> [Assigned task] Every line below that holds the string "filename" must be copied.

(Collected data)

*** Begin section ***

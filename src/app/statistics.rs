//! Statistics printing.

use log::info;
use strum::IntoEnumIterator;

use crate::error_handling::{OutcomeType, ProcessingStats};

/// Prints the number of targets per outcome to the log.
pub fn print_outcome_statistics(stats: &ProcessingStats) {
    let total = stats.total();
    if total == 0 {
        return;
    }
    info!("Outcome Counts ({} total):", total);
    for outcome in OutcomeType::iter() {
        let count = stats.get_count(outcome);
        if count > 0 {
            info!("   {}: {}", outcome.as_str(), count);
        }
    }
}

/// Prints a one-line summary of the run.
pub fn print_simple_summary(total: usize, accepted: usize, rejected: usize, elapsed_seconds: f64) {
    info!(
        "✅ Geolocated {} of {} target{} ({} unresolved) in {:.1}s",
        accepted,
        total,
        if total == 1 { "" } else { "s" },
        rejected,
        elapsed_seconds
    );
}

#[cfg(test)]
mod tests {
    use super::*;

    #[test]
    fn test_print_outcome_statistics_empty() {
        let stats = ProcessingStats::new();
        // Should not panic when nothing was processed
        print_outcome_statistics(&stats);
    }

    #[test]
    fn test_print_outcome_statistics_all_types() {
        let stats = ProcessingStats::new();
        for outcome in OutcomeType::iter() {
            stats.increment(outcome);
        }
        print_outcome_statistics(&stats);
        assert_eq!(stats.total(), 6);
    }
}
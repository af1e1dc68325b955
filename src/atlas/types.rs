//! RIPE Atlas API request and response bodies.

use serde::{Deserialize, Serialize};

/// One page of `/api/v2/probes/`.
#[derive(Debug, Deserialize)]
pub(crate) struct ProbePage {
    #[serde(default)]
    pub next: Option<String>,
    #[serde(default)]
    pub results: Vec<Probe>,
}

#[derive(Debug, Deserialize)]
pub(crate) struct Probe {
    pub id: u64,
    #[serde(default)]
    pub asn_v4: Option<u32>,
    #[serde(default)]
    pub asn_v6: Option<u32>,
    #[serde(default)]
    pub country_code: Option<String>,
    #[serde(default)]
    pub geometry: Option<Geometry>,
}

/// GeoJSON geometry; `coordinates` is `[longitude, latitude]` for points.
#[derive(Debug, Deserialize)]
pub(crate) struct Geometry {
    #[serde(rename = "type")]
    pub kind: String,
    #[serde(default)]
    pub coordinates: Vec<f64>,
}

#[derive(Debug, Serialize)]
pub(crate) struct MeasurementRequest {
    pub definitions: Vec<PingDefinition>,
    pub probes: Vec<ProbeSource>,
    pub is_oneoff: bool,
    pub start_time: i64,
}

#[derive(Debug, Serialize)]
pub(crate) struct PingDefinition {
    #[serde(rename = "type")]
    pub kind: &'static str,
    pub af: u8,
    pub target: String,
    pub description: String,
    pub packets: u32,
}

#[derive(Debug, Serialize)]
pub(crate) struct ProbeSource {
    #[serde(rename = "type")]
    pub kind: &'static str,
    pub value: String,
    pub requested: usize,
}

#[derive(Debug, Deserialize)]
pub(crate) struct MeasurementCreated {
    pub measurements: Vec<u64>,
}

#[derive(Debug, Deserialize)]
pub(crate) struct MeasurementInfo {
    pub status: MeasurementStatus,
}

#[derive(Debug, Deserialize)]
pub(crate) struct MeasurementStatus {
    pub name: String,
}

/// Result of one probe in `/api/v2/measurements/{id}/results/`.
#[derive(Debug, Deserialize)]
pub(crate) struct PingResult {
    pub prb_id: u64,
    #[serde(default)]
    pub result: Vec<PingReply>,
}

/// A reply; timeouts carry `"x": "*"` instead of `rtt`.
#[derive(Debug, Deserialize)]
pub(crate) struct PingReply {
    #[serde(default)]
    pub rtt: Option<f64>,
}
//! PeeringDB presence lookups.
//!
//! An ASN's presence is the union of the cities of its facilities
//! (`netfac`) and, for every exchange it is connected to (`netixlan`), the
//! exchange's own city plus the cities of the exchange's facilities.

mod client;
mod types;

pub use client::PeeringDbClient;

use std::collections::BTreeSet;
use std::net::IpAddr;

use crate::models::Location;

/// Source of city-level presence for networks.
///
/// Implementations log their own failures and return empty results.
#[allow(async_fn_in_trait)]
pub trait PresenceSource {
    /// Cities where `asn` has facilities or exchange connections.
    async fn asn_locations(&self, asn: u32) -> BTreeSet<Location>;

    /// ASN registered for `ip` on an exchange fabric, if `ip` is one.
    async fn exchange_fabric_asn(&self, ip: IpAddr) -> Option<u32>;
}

*** End section ***

> [Result of the exercise]
filename src/app/statistics.rs
filename src/atlas/types.rs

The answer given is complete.